(Stored items from a collection)
use stockseed_generate::{ProductGenerator, ProductOptions, default_catalog, keyed_rng};

fn main() -> Result<(), Box<dyn std::error::Error>> {
    let count: usize = std::env::args()
        .nth(1)
        .map(|value| value.parse())
        .transpose()?
        .unwrap_or(20);

    // RUST_LOG=debug shows per-category expansion.
    tracing_subscriber::fmt()
        .with_env_filter(tracing_subscriber::EnvFilter::from_default_env())
        .with_writer(std::io::stderr)
        .init();

    let catalog = default_catalog()?;
    let generator = ProductGenerator::new(&catalog, ProductOptions::default())?;
    let mut rng = keyed_rng(42, "products");

    for product in generator.generate(count, &mut rng)? {
        println!(
            "{}\t{}\t{:.2}\t{:.2}",
            product.category_id, product.name, product.cost_price, product.sale_price
        );
    }
    Ok(())
}
use thiserror::Error;

use stockseed_core::StockKey;

/// Errors emitted by the generators.
#[derive(Debug, Error)]
pub enum GenerationError {
    #[error("unknown category '{0}': no price range configured")]
    UnknownCategory(String),
    #[error("invalid catalog: {0}")]
    InvalidCatalog(String),
    #[error("missing upstream data: {0}")]
    Precondition(String),
    #[error(
        "overbooking on product {} (store {:?}): requested {requested}, remaining {remaining}",
        key.product_id,
        key.store_id
    )]
    Overbooking {
        key: StockKey,
        requested: i64,
        remaining: i64,
    },
    #[error("io error: {0}")]
    Io(#[from] std::io::Error),
    #[error("json error: {0}")]
    Json(#[from] serde_json::Error),
}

PROBLEM: Exactly the lines from the one containing "key.store_id" through the last line of the records are to be transcribed, both endpoints included.

SOLUTION TO THE EXERCISE:
        key.store_id
    )]
    Overbooking {
        key: StockKey,
        requested: i64,
        remaining: i64,
    },
    #[error("io error: {0}")]
    Io(#[from] std::io::Error),
    #[error("json error: {0}")]
    Json(#[from] serde_json::Error),
}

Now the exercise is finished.